What to do ▸ Print every record word for word.

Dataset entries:
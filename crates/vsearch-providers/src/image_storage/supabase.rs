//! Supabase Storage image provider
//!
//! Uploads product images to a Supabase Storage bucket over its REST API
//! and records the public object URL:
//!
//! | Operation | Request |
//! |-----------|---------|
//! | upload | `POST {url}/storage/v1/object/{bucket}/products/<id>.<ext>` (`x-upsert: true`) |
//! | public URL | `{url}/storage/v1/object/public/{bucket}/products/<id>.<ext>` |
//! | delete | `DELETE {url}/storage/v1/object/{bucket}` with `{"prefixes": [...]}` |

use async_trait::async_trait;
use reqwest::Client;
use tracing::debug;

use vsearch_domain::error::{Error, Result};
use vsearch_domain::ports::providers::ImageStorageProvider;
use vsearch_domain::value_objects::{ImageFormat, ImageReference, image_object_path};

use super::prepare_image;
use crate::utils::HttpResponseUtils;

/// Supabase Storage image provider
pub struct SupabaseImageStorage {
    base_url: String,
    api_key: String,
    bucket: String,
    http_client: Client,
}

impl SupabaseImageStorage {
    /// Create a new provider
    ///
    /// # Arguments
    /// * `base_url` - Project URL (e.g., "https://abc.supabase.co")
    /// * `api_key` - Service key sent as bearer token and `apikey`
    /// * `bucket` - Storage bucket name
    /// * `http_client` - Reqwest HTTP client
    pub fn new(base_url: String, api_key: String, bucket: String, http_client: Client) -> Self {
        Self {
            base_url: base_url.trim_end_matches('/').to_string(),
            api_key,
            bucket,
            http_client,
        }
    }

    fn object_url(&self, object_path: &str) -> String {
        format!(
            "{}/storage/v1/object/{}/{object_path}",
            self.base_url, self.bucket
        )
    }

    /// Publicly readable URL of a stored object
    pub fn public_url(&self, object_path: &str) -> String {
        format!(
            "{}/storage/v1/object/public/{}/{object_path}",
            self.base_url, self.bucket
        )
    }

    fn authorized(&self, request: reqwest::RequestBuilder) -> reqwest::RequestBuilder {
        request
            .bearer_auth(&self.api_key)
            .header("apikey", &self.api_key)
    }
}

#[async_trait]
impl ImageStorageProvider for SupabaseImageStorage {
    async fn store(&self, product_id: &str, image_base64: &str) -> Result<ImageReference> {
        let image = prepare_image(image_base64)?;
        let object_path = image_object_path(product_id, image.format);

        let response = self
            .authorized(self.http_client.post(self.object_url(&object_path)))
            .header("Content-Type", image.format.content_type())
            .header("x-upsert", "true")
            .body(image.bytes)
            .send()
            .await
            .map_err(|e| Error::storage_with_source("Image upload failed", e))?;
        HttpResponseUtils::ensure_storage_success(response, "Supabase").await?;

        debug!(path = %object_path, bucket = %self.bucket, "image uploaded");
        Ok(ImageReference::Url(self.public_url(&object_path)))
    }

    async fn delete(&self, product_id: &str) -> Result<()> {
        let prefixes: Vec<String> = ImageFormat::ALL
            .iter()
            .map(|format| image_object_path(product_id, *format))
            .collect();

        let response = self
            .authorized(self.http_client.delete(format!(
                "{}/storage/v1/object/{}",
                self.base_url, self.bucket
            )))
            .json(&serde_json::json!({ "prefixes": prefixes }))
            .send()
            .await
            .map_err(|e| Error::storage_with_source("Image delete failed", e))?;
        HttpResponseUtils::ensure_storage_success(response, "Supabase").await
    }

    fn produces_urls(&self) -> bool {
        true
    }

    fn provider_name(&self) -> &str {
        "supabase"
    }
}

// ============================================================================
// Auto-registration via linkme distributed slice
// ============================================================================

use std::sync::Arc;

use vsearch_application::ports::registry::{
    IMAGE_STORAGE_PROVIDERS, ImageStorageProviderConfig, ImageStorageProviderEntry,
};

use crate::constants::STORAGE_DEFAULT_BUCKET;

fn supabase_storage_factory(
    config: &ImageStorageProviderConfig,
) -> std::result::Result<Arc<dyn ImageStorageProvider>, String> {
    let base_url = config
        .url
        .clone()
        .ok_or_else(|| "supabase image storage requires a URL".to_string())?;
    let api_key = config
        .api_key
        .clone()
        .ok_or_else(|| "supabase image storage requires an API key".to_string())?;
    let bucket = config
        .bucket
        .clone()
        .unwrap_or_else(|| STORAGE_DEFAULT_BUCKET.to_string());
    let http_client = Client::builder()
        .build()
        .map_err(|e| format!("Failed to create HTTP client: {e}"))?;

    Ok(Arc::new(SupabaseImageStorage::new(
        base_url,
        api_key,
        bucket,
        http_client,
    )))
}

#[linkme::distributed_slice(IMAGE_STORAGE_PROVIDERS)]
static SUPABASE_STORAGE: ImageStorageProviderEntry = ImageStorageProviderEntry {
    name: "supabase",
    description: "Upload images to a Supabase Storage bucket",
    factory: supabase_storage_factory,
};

Problem solution ▸
filename crates/vsearch-providers/src/image_storage/supabase.rs
//! Supabase Storage image provider
//!
//! Uploads product images to a Supabase Storage bucket over its REST API
//! and records the public object URL:
//!
//! | Operation | Request |
//! |-----------|---------|
//! | upload | `POST {url}/storage/v1/object/{bucket}/products/<id>.<ext>` (`x-upsert: true`) |
//! | public URL | `{url}/storage/v1/object/public/{bucket}/products/<id>.<ext>` |
//! | delete | `DELETE {url}/storage/v1/object/{bucket}` with `{"prefixes": [...]}` |

use async_trait::async_trait;
use reqwest::Client;
use tracing::debug;

use vsearch_domain::error::{Error, Result};
use vsearch_domain::ports::providers::ImageStorageProvider;
use vsearch_domain::value_objects::{ImageFormat, ImageReference, image_object_path};

use super::prepare_image;
use crate::utils::HttpResponseUtils;

/// Supabase Storage image provider
pub struct SupabaseImageStorage {
    base_url: String,
    api_key: String,
    bucket: String,
    http_client: Client,
}

impl SupabaseImageStorage {
    /// Create a new provider
    ///
    /// # Arguments
    /// * `base_url` - Project URL (e.g., "https://abc.supabase.co")
    /// * `api_key` - Service key sent as bearer token and `apikey`
    /// * `bucket` - Storage bucket name
    /// * `http_client` - Reqwest HTTP client
    pub fn new(base_url: String, api_key: String, bucket: String, http_client: Client) -> Self {
        Self {
            base_url: base_url.trim_end_matches('/').to_string(),
            api_key,
            bucket,
            http_client,
        }
    }

    fn object_url(&self, object_path: &str) -> String {
        format!(
            "{}/storage/v1/object/{}/{object_path}",
            self.base_url, self.bucket
        )
    }

    /// Publicly readable URL of a stored object
    pub fn public_url(&self, object_path: &str) -> String {
        format!(
            "{}/storage/v1/object/public/{}/{object_path}",
            self.base_url, self.bucket
        )
    }

    fn authorized(&self, request: reqwest::RequestBuilder) -> reqwest::RequestBuilder {
        request
            .bearer_auth(&self.api_key)
            .header("apikey", &self.api_key)
    }
}

#[async_trait]
impl ImageStorageProvider for SupabaseImageStorage {
    async fn store(&self, product_id: &str, image_base64: &str) -> Result<ImageReference> {
        let image = prepare_image(image_base64)?;
        let object_path = image_object_path(product_id, image.format);

        let response = self
            .authorized(self.http_client.post(self.object_url(&object_path)))
            .header("Content-Type", image.format.content_type())
            .header("x-upsert", "true")
            .body(image.bytes)
            .send()
            .await
            .map_err(|e| Error::storage_with_source("Image upload failed", e))?;
        HttpResponseUtils::ensure_storage_success(response, "Supabase").await?;

        debug!(path = %object_path, bucket = %self.bucket, "image uploaded");
        Ok(ImageReference::Url(self.public_url(&object_path)))
    }

    async fn delete(&self, product_id: &str) -> Result<()> {
        let prefixes: Vec<String> = ImageFormat::ALL
            .iter()
            .map(|format| image_object_path(product_id, *format))
            .collect();

        let response = self
            .authorized(self.http_client.delete(format!(
                "{}/storage/v1/object/{}",
                self.base_url, self.bucket
            )))
            .json(&serde_json::json!({ "prefixes": prefixes }))
            .send()
            .await
            .map_err(|e| Error::storage_with_source("Image delete failed", e))?;
        HttpResponseUtils::ensure_storage_success(response, "Supabase").await
    }

    fn produces_urls(&self) -> bool {
        true
    }

    fn provider_name(&self) -> &str {
        "supabase"
    }
}

// ============================================================================
// Auto-registration via linkme distributed slice
// ============================================================================

use std::sync::Arc;

use vsearch_application::ports::registry::{
    IMAGE_STORAGE_PROVIDERS, ImageStorageProviderConfig, ImageStorageProviderEntry,
};

use crate::constants::STORAGE_DEFAULT_BUCKET;

fn supabase_storage_factory(
    config: &ImageStorageProviderConfig,
) -> std::result::Result<Arc<dyn ImageStorageProvider>, String> {
    let base_url = config
        .url
        .clone()
        .ok_or_else(|| "supabase image storage requires a URL".to_string())?;
    let api_key = config
        .api_key
        .clone()
        .ok_or_else(|| "supabase image storage requires an API key".to_string())?;
    let bucket = config
        .bucket
        .clone()
        .unwrap_or_else(|| STORAGE_DEFAULT_BUCKET.to_string());
    let http_client = Client::builder()
        .build()
        .map_err(|e| format!("Failed to create HTTP client: {e}"))?;

    Ok(Arc::new(SupabaseImageStorage::new(
        base_url,
        api_key,
        bucket,
        http_client,
    )))
}

#[linkme::distributed_slice(IMAGE_STORAGE_PROVIDERS)]
static SUPABASE_STORAGE: ImageStorageProviderEntry = ImageStorageProviderEntry {
    name: "supabase",
    description: "Upload images to a Supabase Storage bucket",
    factory: supabase_storage_factory,
};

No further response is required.